The film’s writer and director Brad Bird nailed it:

“And when everyone’s super, no one will be.”

For a while, that narrative played in real life. It was a story the forces that hate God and hate His Church attempted to promote. “If everyone is a good person, and we construct a story we tell that makes everyone good, then no one will be morally or ideologically superior to anyone else. And then we can do whatever we want because we will have killed off religion, especially those that draw distinctions between good and evil.”

It’s an insidious ploy. Problem is, it didn’t work. The reason? Human sin.

You can’t claim that everyone is good if people keep doing heinous things. This especially doesn’t work when certain groups of highly visible people repeatedly are behind those atrocities. The goodness lie can’t stand in a world of fallen people.

Here’s where the flip-side is beginning to creep in…

I’ve noticed a new narrative lately coming from those who are desperate to draw moral and ideological equivalencies so as to excuse themselves, while also taking down any exceptionalism claims by any belief system. It’s a concession that the “everyone is super” narrative failed.
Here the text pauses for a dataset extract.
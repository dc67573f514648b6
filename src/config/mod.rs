//! Configuration module: model prompts.

mod prompts;

pub use prompts::{get_system_prompt, SYSTEM_PROMPT_FINAL_ANSWER, SYSTEM_PROMPT_PLANNER};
What we are now being propagandized with is its opposite.

When Alexander Bissonnette walked into a Quebec mosque and unloaded his weapons into the bodies of the men present, the headline the next day described him with a phrase I’d not seen before in the press: Christian terrorist.

This past week, when Cedric Anderson walked into a California school and started shooting, the press wanted to know why Christians were not denouncing this terror perpetrated by a Christian pastor that left people, including a mentally-challanged child, dead.

Anyone else see what is happening here?

There’s a lie building. And from the perspective of those who tried with the goodness message and failed, it’s a more effective foundation supporting this revised agenda, because fallen people tend not to act good. Therefore, instead of finding cases of wholesale good in any group, find instances of the opposite.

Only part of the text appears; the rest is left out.